Atopic dermatitis (AD) is a heterogeneous systemic inflammatory skin disease associated with dysregulated immune responses, barrier dysfunction and activated sensory nerves. To characterize circulating inflammatory profiles and underlying systemic disease heterogeneity within AD patients, blood samples from adult patients (N = 123) with moderate-to-severe AD in a phase 2 study of baricitinib (JAHG) were analysed.Baseline levels of 131 markers were evaluated using high-throughput and ultrasensitive proteomic platforms, patient clusters were generated based on these peripheral markers. We implemented a novel cluster reproducibility method to validate cluster outcomes within our study and used publicly available AD biomarker data set (73 markers, N = 58 patients) to validate our findings. Cluster reproducibility analysis demonstrated best consistency for 2 clusters by k-means, reproducibility of this clustering outcome was validated in an independent patient cohort. These unique JAHG patient subgroups either possessed elevated pro-inflammatory mediators, notably TNFβ, MCP-3 and IL-13, among a variety of immune responses (high inflammatory) or lower levels of inflammatory biomarkers (low inflammatory). The high inflammatory subgroup was associated with greater baseline disease severity, demonstrated by greater EASI, SCORAD Index, Itch NRS and DLQI scores, compared with low inflammatory subgroup. African-American patients were predominantly associated with the high inflammatory subgroup and increased baseline disease severity.

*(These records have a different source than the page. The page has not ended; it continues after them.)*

//! Document numbering.
//!
//! Counters are keyed by (business, [`SequenceKey`], calendar year) and hand
//! out 1, 2, 3, ... with no gaps. Allocation itself needs a row lock and
//! lives in the db crate; this module holds the pure parts: counter keys,
//! periods, the retry bound, and the printed number format.

use std::fmt;

use chrono::{Datelike, NaiveDate};
use serde::{Deserialize, Serialize};

/// Attempts made before allocation fails with `SequenceExhausted`.
pub const SEQUENCE_MAX_ATTEMPTS: u32 = 3;

/// Minimum width of the counter in a printed document number.
pub const SEQUENCE_PAD_WIDTH: usize = 4;

/// Which counter a number is drawn from.
#[derive(Debug, Clone, Copy, PartialEq, Eq, Hash, Serialize, Deserialize)]
#[serde(rename_all = "SCREAMING_SNAKE_CASE")]
pub enum SequenceKey {
    /// Invoice numbers.
    Invoice,
    /// Receipt numbers.
    Receipt,
}

impl SequenceKey {
    /// Returns the stored counter key.
    #[must_use]
    pub const fn as_str(&self) -> &'static str {
        match self {
            Self::Invoice => "INVOICE",
            Self::Receipt => "RECEIPT",
        }
    }

    /// Returns the segment printed in document numbers.
    #[must_use]
    pub const fn prefix(&self) -> &'static str {
        match self {
            Self::Invoice => "INV",
            Self::Receipt => "RCT",
        }
    }

    /// Parses a stored counter key.
    pub fn parse(s: &str) -> Option<Self> {
        match s {
            "INVOICE" => Some(Self::Invoice),
            "RECEIPT" => Some(Self::Receipt),
            _ => None,
        }
    }
}

impl fmt::Display for SequenceKey {
    fn fmt(&self, f: &mut fmt::Formatter<'_>) -> fmt::Result {
        f.write_str(self.as_str())
    }
}

/// Counter period for a document dated `date`.
#[must_use]
pub fn period_of(date: NaiveDate) -> i32 {
    date.year()
}

/// Value following `last_number`, or `None` once the counter is exhausted.
#[must_use]
pub fn next_number(last_number: i32) -> Option<i32> {
    last_number.checked_add(1)
}

/// Formats `{code}-{INV|RCT}-{year}-{seq}` with the counter zero-padded to 4
/// digits. Larger counters widen the field instead of wrapping.
#[must_use]
pub fn format_document_number(
    business_code: &str,
    key: SequenceKey,
    period: i32,
    sequence: i32,
) -> String {
    format!(
        "{business_code}-{}-{period}-{sequence:0width$}",
        key.prefix(),
        width = SEQUENCE_PAD_WIDTH
    )
}

#[cfg(test)]
mod tests {
    use super::*;
    use rstest::rstest;

    #[rstest]
    #[case("ACME", SequenceKey::Invoice, 2026, 1, "ACME-INV-2026-0001")]
    #[case("ACME", SequenceKey::Receipt, 2026, 42, "ACME-RCT-2026-0042")]
    #[case("RCP", SequenceKey::Invoice, 2025, 9999, "RCP-INV-2025-9999")]
    #[case("RCP", SequenceKey::Invoice, 2025, 12345, "RCP-INV-2025-12345")]
    fn test_format_document_number(
        #[case] code: &str,
        #[case] key: SequenceKey,
        #[case] period: i32,
        #[case] sequence: i32,
        #[case] expected: &str,
    ) {
        assert_eq!(format_document_number(code, key, period, sequence), expected);
    }

    #[test]
    fn test_period_is_calendar_year() {
        let date = NaiveDate::from_ymd_opt(2026, 12, 31).unwrap();
        assert_eq!(period_of(date), 2026);

        let date = NaiveDate::from_ymd_opt(2027, 1, 1).unwrap();
        assert_eq!(period_of(date), 2027);
    }

    #[test]
    fn test_key_round_trip() {
        for key in [SequenceKey::Invoice, SequenceKey::Receipt] {
            assert_eq!(SequenceKey::parse(key.as_str()), Some(key));
        }
        assert_eq!(SequenceKey::parse("invoice"), None);
    }

    #[test]
    fn test_next_number() {
        assert_eq!(next_number(0), Some(1));
        assert_eq!(next_number(41), Some(42));
        assert_eq!(next_number(i32::MAX), None);
    }
}
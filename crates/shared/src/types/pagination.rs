//! Pagination types for list queries.

use serde::{Deserialize, Serialize};

/// Largest page a caller may request.
pub const MAX_PER_PAGE: u32 = 100;

/// Request parameters for paginated queries.
#[derive(Debug, Clone, Copy, PartialEq, Eq, Serialize, Deserialize)]
pub struct PageRequest {
    /// Page number (1-indexed).
    #[serde(default = "default_page")]
    pub page: u32,
    /// Number of items per page.
    #[serde(default = "default_per_page")]
    pub per_page: u32,
}

fn default_page() -> u32 {
    1
}

fn default_per_page() -> u32 {
    20
}

impl Default for PageRequest {
    fn default() -> Self {
        Self {
            page: default_page(),
            per_page: default_per_page(),
        }
    }
}

impl PageRequest {
    /// Creates a page request, clamping values into the accepted range.
    #[must_use]
    pub fn new(page: u32, per_page: u32) -> Self {
        Self {
            page: page.max(1),
            per_page: per_page.clamp(1, MAX_PER_PAGE),
        }
    }

    /// Returns a copy with `page >= 1` and `1 <= per_page <= MAX_PER_PAGE`.
    #[must_use]
    pub fn normalized(self) -> Self {
        Self::new(self.page, self.per_page)
    }

    /// Calculates the offset for database queries.
    #[must_use]
    pub fn offset(&self) -> u64 {
        let page = self.normalized();
        u64::from(page.page - 1) * u64::from(page.per_page)
    }

    /// Returns the limit for database queries.
    #[must_use]
    pub fn limit(&self) -> u64 {
        u64::from(self.normalized().per_page)
    }
}

/// Response wrapper for paginated data.
#[derive(Debug, Clone, Serialize, Deserialize)]
pub struct PageResponse<T> {
    /// The items in the current page.
    pub data: Vec<T>,
    /// Pagination metadata.
    pub meta: PageMeta,
}

/// Pagination metadata.
#[derive(Debug, Clone, Copy, PartialEq, Eq, Serialize, Deserialize)]
pub struct PageMeta {
    /// Current page number.
    pub page: u32,
    /// Items per page.
    pub per_page: u32,
    /// Total number of items across all pages.
    pub total: u64,
    /// Total number of pages.
    pub total_pages: u64,
}

impl<T> PageResponse<T> {
    /// Creates a new paginated response.
    #[must_use]
    pub fn new(data: Vec<T>, request: PageRequest, total: u64) -> Self {
        let request = request.normalized();
        let total_pages = if total == 0 {
            1
        } else {
            total.div_ceil(u64::from(request.per_page))
        };

        Self {
            data,
            meta: PageMeta {
                page: request.page,
                per_page: request.per_page,
                total,
                total_pages,
            },
        }
    }
}

#[cfg(test)]
#[path = "pagination_tests.rs"]
mod tests;
//! Repository abstractions for data access.
//!
//! Repositories provide a clean interface for database operations,
//! hiding the `SeaORM` implementation details from the rest of the application.
//! Every ledger mutation runs in one transaction and reports failures as
//! [`LedgerError`].

pub mod audit;
pub mod invoice;
pub mod link;
pub mod payment;
pub mod public;
pub mod sequence;

pub use audit::TracingAuditSink;
pub use invoice::{InvoiceDetail, InvoiceRepository, InvoiceWithItems, SentInvoice};
pub use link::{AccessTokenRepository, IssuedToken};
pub use payment::{PaymentRepository, PaymentWithReceipt, RecordedPayment};
pub use public::{PublicInvoiceRepository, SignedInvoice};
pub use sequence::SequenceRepository;

use sea_orm::{DbErr, SqlErr};
use tracing::error;

use receipta_core::LedgerError;

/// Logs a storage failure and wraps it as `LedgerError::Database`.
pub(crate) fn db_err(err: DbErr) -> LedgerError {
    error!(error = %err, "database operation failed");
    LedgerError::Database(err.to_string())
}

/// Returns true if `err` is a unique-constraint violation.
pub(crate) fn is_unique_violation(err: &DbErr) -> bool {
    matches!(err.sql_err(), Some(SqlErr::UniqueConstraintViolation(_)))
}
//! `SeaORM` Entity for clients table.

use sea_orm::entity::prelude::*;
use serde::{Deserialize, Serialize};

#[derive(Clone, Debug, PartialEq, Eq, DeriveEntityModel, Serialize, Deserialize)]
#[sea_orm(table_name = "clients")]
pub struct Model {
    #[sea_orm(primary_key, auto_increment = false)]
    pub id: Uuid,
    pub business_id: Uuid,
    pub name: String,
    pub email: Option<String>,
    pub created_at: DateTimeWithTimeZone,
    pub updated_at: DateTimeWithTimeZone,
}

#[derive(Copy, Clone, Debug, EnumIter, DeriveRelation)]
pub enum Relation {
    #[sea_orm(
        belongs_to = "super::businesses::Entity",
        from = "Column::BusinessId",
        to = "super::businesses::Column::Id"
    )]
    Businesses,
}

impl Related<super::businesses::Entity> for Entity {
    fn to() -> RelationDef {
        Relation::Businesses.def()
    }
}

impl ActiveModelBehavior for ActiveModel {}
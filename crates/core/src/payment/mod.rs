//! Payment ledger rules.
//!
//! Payments and reversals are append-only ledger lines. Only non-reversal
//! lines count toward the collected amount.

pub mod service;

#[cfg(test)]
mod service_props;

pub use service::{
    LedgerLine, PaymentContext, PaymentInput, PaymentPlan, paid_total, plan_payment,
    plan_reversal,
};
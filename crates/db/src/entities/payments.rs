//! `SeaORM` Entity for payments table.

use sea_orm::entity::prelude::*;
use serde::{Deserialize, Serialize};

#[derive(Clone, Debug, PartialEq, Eq, DeriveEntityModel, Serialize, Deserialize)]
#[sea_orm(table_name = "payments")]
pub struct Model {
    #[sea_orm(primary_key, auto_increment = false)]
    pub id: Uuid,
    pub business_id: Uuid,
    pub invoice_id: Uuid,
    #[sea_orm(column_type = "Decimal(Some((14, 2)))")]
    pub amount: Decimal,
    pub method: String,
    pub paid_at: DateTimeWithTimeZone,
    #[sea_orm(column_type = "Text", nullable)]
    pub note: Option<String>,
    pub is_reversal: bool,
    pub created_at: DateTimeWithTimeZone,
}

#[derive(Copy, Clone, Debug, EnumIter, DeriveRelation)]
pub enum Relation {
    #[sea_orm(
        belongs_to = "super::invoices::Entity",
        from = "Column::InvoiceId",
        to = "super::invoices::Column::Id"
    )]
    Invoices,
    #[sea_orm(has_one = "super::receipts::Entity")]
    Receipts,
}

impl Related<super::invoices::Entity> for Entity {
    fn to() -> RelationDef {
        Relation::Invoices.def()
    }
}

impl Related<super::receipts::Entity> for Entity {
    fn to() -> RelationDef {
        Relation::Receipts.def()
    }
}

impl ActiveModelBehavior for ActiveModel {}
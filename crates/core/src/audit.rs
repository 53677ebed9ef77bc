//! Audit events.
//!
//! Each committed state change produces one [`AuditEvent`]. Delivery is up to
//! the [`AuditSink`] the caller wires in.

use std::fmt;
use std::sync::{Mutex, PoisonError};

use chrono::{DateTime, Utc};
use serde::{Deserialize, Serialize};
use uuid::Uuid;

/// Kind of state change.
#[derive(Debug, Clone, Copy, PartialEq, Eq, Hash, Serialize, Deserialize)]
#[serde(rename_all = "SCREAMING_SNAKE_CASE")]
pub enum AuditEventType {
    /// Draft created.
    InvoiceCreated,
    /// Draft updated.
    InvoiceUpdated,
    /// Links minted and status SENT.
    InvoiceSent,
    /// Client signed.
    InvoiceSigned,
    /// New revision drafted.
    InvoiceRevised,
    /// Invoice voided.
    InvoiceVoided,
    /// Payment recorded.
    PaymentCreated,
    /// Reversal recorded.
    PaymentReversal,
}

impl AuditEventType {
    /// Returns the stored event tag.
    #[must_use]
    pub const fn as_str(&self) -> &'static str {
        match self {
            Self::InvoiceCreated => "INVOICE_CREATED",
            Self::InvoiceUpdated => "INVOICE_UPDATED",
            Self::InvoiceSent => "INVOICE_SENT",
            Self::InvoiceSigned => "INVOICE_SIGNED",
            Self::InvoiceRevised => "INVOICE_REVISED",
            Self::InvoiceVoided => "INVOICE_VOIDED",
            Self::PaymentCreated => "PAYMENT_CREATED",
            Self::PaymentReversal => "PAYMENT_REVERSAL",
        }
    }
}

impl fmt::Display for AuditEventType {
    fn fmt(&self, f: &mut fmt::Formatter<'_>) -> fmt::Result {
        f.write_str(self.as_str())
    }
}

/// One audit record.
#[derive(Debug, Clone, PartialEq, Serialize)]
pub struct AuditEvent {
    /// Tenant.
    pub business_id: Uuid,
    /// Acting user; `None` for public token actions.
    pub actor_user_id: Option<Uuid>,
    /// `"Invoice"` or `"Payment"`.
    pub entity_type: &'static str,
    /// Entity id.
    pub entity_id: Uuid,
    /// Event tag.
    pub event_type: AuditEventType,
    /// Free-form details.
    pub metadata: serde_json::Value,
    /// When the change committed.
    pub occurred_at: DateTime<Utc>,
}

impl AuditEvent {
    /// Event about an invoice.
    #[must_use]
    pub fn invoice(
        business_id: Uuid,
        actor_user_id: Option<Uuid>,
        invoice_id: Uuid,
        event_type: AuditEventType,
        metadata: serde_json::Value,
    ) -> Self {
        Self {
            business_id,
            actor_user_id,
            entity_type: "Invoice",
            entity_id: invoice_id,
            event_type,
            metadata,
            occurred_at: Utc::now(),
        }
    }

    /// Event about a payment line.
    #[must_use]
    pub fn payment(
        business_id: Uuid,
        actor_user_id: Option<Uuid>,
        payment_id: Uuid,
        event_type: AuditEventType,
        metadata: serde_json::Value,
    ) -> Self {
        Self {
            business_id,
            actor_user_id,
            entity_type: "Payment",
            entity_id: payment_id,
            event_type,
            metadata,
            occurred_at: Utc::now(),
        }
    }
}

/// Receives audit events after commit.
pub trait AuditSink: Send + Sync {
    /// Records one event. Must not fail the calling operation.
    fn record(&self, event: AuditEvent);
}

/// Sink that keeps events in memory.
#[derive(Debug, Default)]
pub struct RecordingAuditSink {
    events: Mutex<Vec<AuditEvent>>,
}

impl RecordingAuditSink {
    /// Creates an empty sink.
    #[must_use]
    pub fn new() -> Self {
        Self::default()
    }

    /// Returns a copy of everything recorded so far.
    #[must_use]
    pub fn events(&self) -> Vec<AuditEvent> {
        self.events
            .lock()
            .unwrap_or_else(PoisonError::into_inner)
            .clone()
    }

    /// Returns the recorded event types in order.
    #[must_use]
    pub fn event_types(&self) -> Vec<AuditEventType> {
        self.events().iter().map(|e| e.event_type).collect()
    }
}

impl AuditSink for RecordingAuditSink {
    fn record(&self, event: AuditEvent) {
        self.events
            .lock()
            .unwrap_or_else(PoisonError::into_inner)
            .push(event);
    }
}

#[cfg(test)]
mod tests {
    use super::*;
    use serde_json::json;

    #[test]
    fn test_recording_sink_keeps_order() {
        let sink = RecordingAuditSink::new();
        let business_id = Uuid::new_v4();
        let invoice_id = Uuid::new_v4();

        sink.record(AuditEvent::invoice(
            business_id,
            None,
            invoice_id,
            AuditEventType::InvoiceCreated,
            json!({}),
        ));
        sink.record(AuditEvent::payment(
            business_id,
            Some(Uuid::new_v4()),
            Uuid::new_v4(),
            AuditEventType::PaymentCreated,
            json!({ "invoiceId": invoice_id }),
        ));

        assert_eq!(
            sink.event_types(),
            vec![AuditEventType::InvoiceCreated, AuditEventType::PaymentCreated]
        );
        assert_eq!(sink.events()[1].entity_type, "Payment");
    }

    #[test]
    fn test_event_type_tags() {
        assert_eq!(AuditEventType::PaymentReversal.as_str(), "PAYMENT_REVERSAL");
        assert_eq!(
            serde_json::to_string(&AuditEventType::InvoiceSigned).unwrap(),
            "\"INVOICE_SIGNED\""
        );
    }
}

In patients with moderate-to-severe AD, heterogeneity was identified by the detection of 2 disease subgroups, differential clustering amongst ethnic groups and elevated proinflammatory mediators extending beyond traditional polarized immune responses.Therapeutic strategies targeting multiple pro-inflammatory cytokines may be needed to address this heterogeneity.